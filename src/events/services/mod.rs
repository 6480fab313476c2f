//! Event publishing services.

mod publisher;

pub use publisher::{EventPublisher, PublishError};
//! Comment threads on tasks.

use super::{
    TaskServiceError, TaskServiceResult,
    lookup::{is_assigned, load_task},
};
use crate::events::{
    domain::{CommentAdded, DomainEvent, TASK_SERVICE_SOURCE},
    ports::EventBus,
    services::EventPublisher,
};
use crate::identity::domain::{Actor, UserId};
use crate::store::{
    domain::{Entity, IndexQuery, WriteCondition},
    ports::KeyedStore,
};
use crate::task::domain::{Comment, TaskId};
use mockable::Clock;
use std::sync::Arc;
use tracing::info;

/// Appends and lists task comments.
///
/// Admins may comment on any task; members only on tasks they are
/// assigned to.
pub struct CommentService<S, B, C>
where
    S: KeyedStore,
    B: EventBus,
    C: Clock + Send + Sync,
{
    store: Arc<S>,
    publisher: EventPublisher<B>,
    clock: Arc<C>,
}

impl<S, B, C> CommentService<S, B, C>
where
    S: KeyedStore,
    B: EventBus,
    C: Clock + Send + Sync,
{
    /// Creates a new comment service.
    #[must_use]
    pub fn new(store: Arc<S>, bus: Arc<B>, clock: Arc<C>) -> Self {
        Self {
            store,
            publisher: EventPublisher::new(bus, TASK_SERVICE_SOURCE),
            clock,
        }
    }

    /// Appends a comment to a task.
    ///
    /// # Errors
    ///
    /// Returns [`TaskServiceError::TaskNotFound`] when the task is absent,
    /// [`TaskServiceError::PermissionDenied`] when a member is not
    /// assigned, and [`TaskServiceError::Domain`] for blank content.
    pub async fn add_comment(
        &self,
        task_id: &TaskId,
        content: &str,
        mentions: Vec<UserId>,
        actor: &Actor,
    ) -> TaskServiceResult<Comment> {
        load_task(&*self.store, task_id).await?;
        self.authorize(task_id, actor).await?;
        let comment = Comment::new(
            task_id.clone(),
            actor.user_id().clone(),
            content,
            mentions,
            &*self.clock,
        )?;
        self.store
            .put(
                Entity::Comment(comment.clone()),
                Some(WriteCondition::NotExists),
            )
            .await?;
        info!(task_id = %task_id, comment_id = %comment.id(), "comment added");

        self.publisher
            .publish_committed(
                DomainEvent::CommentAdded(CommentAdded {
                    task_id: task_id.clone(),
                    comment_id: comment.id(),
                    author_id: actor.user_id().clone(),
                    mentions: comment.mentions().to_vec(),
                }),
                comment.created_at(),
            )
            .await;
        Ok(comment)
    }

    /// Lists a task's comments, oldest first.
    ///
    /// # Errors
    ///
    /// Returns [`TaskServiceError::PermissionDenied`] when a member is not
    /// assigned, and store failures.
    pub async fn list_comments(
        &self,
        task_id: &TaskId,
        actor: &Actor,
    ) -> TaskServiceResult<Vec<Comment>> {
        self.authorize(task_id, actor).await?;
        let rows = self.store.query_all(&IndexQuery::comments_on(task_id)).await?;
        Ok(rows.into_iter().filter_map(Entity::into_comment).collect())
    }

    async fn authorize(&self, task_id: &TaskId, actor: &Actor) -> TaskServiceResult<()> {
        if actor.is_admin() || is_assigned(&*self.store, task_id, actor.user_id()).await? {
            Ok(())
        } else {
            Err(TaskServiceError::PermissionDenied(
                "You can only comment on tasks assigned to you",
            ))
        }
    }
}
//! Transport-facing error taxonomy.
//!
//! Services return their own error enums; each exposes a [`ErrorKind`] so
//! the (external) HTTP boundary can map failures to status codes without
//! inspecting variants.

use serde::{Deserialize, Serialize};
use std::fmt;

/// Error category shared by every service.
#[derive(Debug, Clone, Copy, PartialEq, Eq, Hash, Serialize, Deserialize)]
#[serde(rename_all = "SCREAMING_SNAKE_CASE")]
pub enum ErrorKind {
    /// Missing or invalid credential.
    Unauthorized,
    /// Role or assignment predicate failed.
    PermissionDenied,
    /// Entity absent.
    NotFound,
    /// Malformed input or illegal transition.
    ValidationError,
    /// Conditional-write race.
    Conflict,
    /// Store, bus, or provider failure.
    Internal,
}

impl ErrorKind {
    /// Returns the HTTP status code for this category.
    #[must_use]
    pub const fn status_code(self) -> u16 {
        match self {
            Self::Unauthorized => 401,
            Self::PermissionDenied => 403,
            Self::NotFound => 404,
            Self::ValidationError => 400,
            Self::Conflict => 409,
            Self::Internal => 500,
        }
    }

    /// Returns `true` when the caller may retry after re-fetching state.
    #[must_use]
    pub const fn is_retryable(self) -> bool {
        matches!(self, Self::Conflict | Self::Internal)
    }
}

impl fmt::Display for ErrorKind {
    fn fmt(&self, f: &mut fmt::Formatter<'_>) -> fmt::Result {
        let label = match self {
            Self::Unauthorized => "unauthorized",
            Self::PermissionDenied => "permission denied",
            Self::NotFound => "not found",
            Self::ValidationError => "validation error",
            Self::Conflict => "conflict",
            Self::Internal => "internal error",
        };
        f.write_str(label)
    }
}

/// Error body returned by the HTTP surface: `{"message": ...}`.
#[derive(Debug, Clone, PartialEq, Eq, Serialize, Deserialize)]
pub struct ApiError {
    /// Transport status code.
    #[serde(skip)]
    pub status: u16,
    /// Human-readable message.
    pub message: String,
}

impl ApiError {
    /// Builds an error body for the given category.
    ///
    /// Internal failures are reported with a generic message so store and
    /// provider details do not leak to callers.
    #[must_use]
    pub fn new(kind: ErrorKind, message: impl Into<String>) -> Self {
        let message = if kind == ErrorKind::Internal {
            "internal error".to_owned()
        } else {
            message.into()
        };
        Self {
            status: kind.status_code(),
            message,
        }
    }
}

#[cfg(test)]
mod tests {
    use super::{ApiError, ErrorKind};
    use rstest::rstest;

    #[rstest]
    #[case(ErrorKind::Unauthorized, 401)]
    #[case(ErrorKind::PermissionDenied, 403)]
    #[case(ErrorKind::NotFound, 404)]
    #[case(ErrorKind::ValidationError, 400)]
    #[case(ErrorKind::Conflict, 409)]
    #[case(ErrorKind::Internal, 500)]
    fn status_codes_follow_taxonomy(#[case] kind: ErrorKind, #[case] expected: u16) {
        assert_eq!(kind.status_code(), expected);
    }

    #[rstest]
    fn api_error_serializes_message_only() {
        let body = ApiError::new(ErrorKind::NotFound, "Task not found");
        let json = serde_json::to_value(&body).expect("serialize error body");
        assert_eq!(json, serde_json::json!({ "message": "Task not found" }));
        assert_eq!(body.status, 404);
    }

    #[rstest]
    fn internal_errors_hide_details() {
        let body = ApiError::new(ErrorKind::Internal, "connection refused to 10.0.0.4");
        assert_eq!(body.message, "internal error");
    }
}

- **Problem**
Please reproduce exactly the lines in the listing above from the one containing "#[derive(Debug, Clone, PartialEq, Eq, Serialize, Deserialize)]" through the one containing "so store and", both included, and nothing more.

- **Exercise solution**
#[derive(Debug, Clone, PartialEq, Eq, Serialize, Deserialize)]
pub struct ApiError {
    /// Transport status code.
    #[serde(skip)]
    pub status: u16,
    /// Human-readable message.
    pub message: String,
}

impl ApiError {
    /// Builds an error body for the given category.
    ///
    /// Internal failures are reported with a generic message so store and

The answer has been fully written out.